Closing his eyes, Barrin drew a long, deep breath of the brimstone air. He tapped memories of another island, of blue and beautiful Tolaria. Power surged through him, the azure energies of magical manipulation. Space folded. Barrin leaped from one wrinkle to another. Urborg vanished away beneath him, taking its envelope of steamy heat. Koilos formed, equally hot, but as dry as a furnace.
Barrin hovered above sand dunes and rills of rock. In the sheer distance, Phyrexians filled the world. They drilled and rested, fought for the best food and gobbled it down live, rode trench worms and burned their murdered own. In the near distance, coalition armies camped- Metathran, Benalish, and elf, with dragons sleeping in their midst.
Urza would be just beyond them, under that long line of canvas. The fabric hid a deep trench hewn from bedrock by artifact engines. It was Urza's secret bunker, a thousand feet deep, two thousand feet long, and a hundred feet wide. Within the bunker, he kept his secret weapons-the titan engines.

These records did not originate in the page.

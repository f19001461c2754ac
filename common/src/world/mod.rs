use crate::{
    physics::{aabb::AABB, collision, BlockContainer},
    PhysicsError,
};
use log::debug;
use nalgebra::Vector3;
use std::collections::HashMap;

/// The position of a block in the world, i.e. the integer center of its unit cube.
#[derive(Debug, Clone, Copy, PartialEq, Eq, Hash, PartialOrd, Ord)]
pub struct BlockPos {
    pub px: i64,
    pub py: i64,
    pub pz: i64,
}

impl BlockPos {
    /// Get the block whose cube is centered on `center`, rounding to the unit grid.
    /// Non-finite coordinates are rejected.
    pub fn from_center(center: Vector3<f64>) -> Result<Self, PhysicsError> {
        if !center.iter().all(|c| c.is_finite()) {
            return Err(PhysicsError::NonFinite("block position"));
        }
        Ok(Self {
            px: center.x.round() as i64,
            py: center.y.round() as i64,
            pz: center.z.round() as i64,
        })
    }

    /// The center of the block
    pub fn center(self) -> Vector3<f64> {
        Vector3::new(self.px as f64, self.py as f64, self.pz as f64)
    }

    pub fn offset(self, dx: i64, dy: i64, dz: i64) -> Self {
        Self {
            px: self.px + dx,
            py: self.py + dy,
            pz: self.pz + dz,
        }
    }

    /// The unit cube occupied by the block
    pub fn aabb(self) -> AABB {
        AABB::from_valid(self.center(), Vector3::repeat(collision::BLOCK_HALF_SIZE))
    }
}

impl From<(i64, i64, i64)> for BlockPos {
    fn from((px, py, pz): (i64, i64, i64)) -> Self {
        Self { px, py, pz }
    }
}

/// The set of occupied blocks.
///
/// Blocks are indexed by their grid cell so that queries only look at the cells around a box.
/// Every block remembers when it was added: `positions` lists the blocks in insertion order and
/// ties between blocks sharing a face are broken in favor of the oldest one.
/// Adding a block twice doesn't change anything.
#[derive(Debug, Clone, Default)]
pub struct BlockStore {
    blocks: HashMap<BlockPos, u64>,
    next_rank: u64,
}

impl BlockStore {
    pub fn new() -> Self {
        Self::default()
    }

    pub fn len(&self) -> usize {
        self.blocks.len()
    }

    pub fn is_empty(&self) -> bool {
        self.blocks.is_empty()
    }

    /// Add the block centered on `position`. Return false if it was already present.
    pub fn add(&mut self, position: Vector3<f64>) -> Result<bool, PhysicsError> {
        Ok(self.add_block(BlockPos::from_center(position)?))
    }

    /// Add a block. Return false if it was already present.
    pub fn add_block(&mut self, pos: BlockPos) -> bool {
        if self.blocks.contains_key(&pos) {
            return false;
        }
        self.blocks.insert(pos, self.next_rank);
        self.next_rank += 1;
        true
    }

    /// Remove the block centered on `position`. Return false if there was none.
    pub fn remove(&mut self, position: Vector3<f64>) -> Result<bool, PhysicsError> {
        Ok(self.remove_block(BlockPos::from_center(position)?))
    }

    pub fn remove_block(&mut self, pos: BlockPos) -> bool {
        self.blocks.remove(&pos).is_some()
    }

    pub fn contains(&self, pos: BlockPos) -> bool {
        self.blocks.contains_key(&pos)
    }

    pub fn clear(&mut self) {
        self.blocks.clear();
        self.next_rank = 0;
    }

    /// All the blocks, in insertion order
    pub fn blocks(&self) -> Vec<BlockPos> {
        let mut blocks: Vec<_> = self.blocks.iter().map(|(&pos, &rank)| (rank, pos)).collect();
        blocks.sort_unstable();
        blocks.into_iter().map(|(_, pos)| pos).collect()
    }

    /// The centers of all the blocks, in insertion order
    pub fn positions(&self) -> Vec<Vector3<f64>> {
        self.blocks().into_iter().map(BlockPos::center).collect()
    }

    /// Place a block unless the cell is taken or the block would overlap the player's box.
    pub fn place_block(&mut self, pos: BlockPos, player: &AABB) -> Result<(), PhysicsError> {
        if self.contains(pos) {
            return Err(PhysicsError::CellOccupied(pos));
        }
        if collision::overlaps_block(player, pos) {
            return Err(PhysicsError::CollidesWithPlayer(pos));
        }
        debug!("Placing block at {:?}", pos);
        self.add_block(pos);
        Ok(())
    }

    /// Break the block at `pos`.
    pub fn break_block(&mut self, pos: BlockPos) -> Result<(), PhysicsError> {
        if self.remove_block(pos) {
            debug!("Broke block at {:?}", pos);
            Ok(())
        } else {
            Err(PhysicsError::NoBlock(pos))
        }
    }
}

impl BlockContainer for BlockStore {
    fn is_block_full(&self, pos: BlockPos) -> bool {
        self.blocks.contains_key(&pos)
    }

    fn block_rank(&self, pos: BlockPos) -> Option<u64> {
        self.blocks.get(&pos).copied()
    }
}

Drifting slowly down to the canvas, Barrin swept his hand over himself. He turned momentarily insubstantial and slid through the fabric.
Cool darkness filled the bunker. Titan engines stood against one wall, seeming watchers in an ancient tomb. In a few of the cannon-toting machines, planeswalkers fiddled, finalizing the settings of their command pods.
At the base of the trench, Urza worked. He had set up his folding travel table, a massive workspace that compacted into a slim panel of wood. Maps of Koilos lay neatly arrayed before the master artificer. He scribed confident lines across them, projecting angles of attack.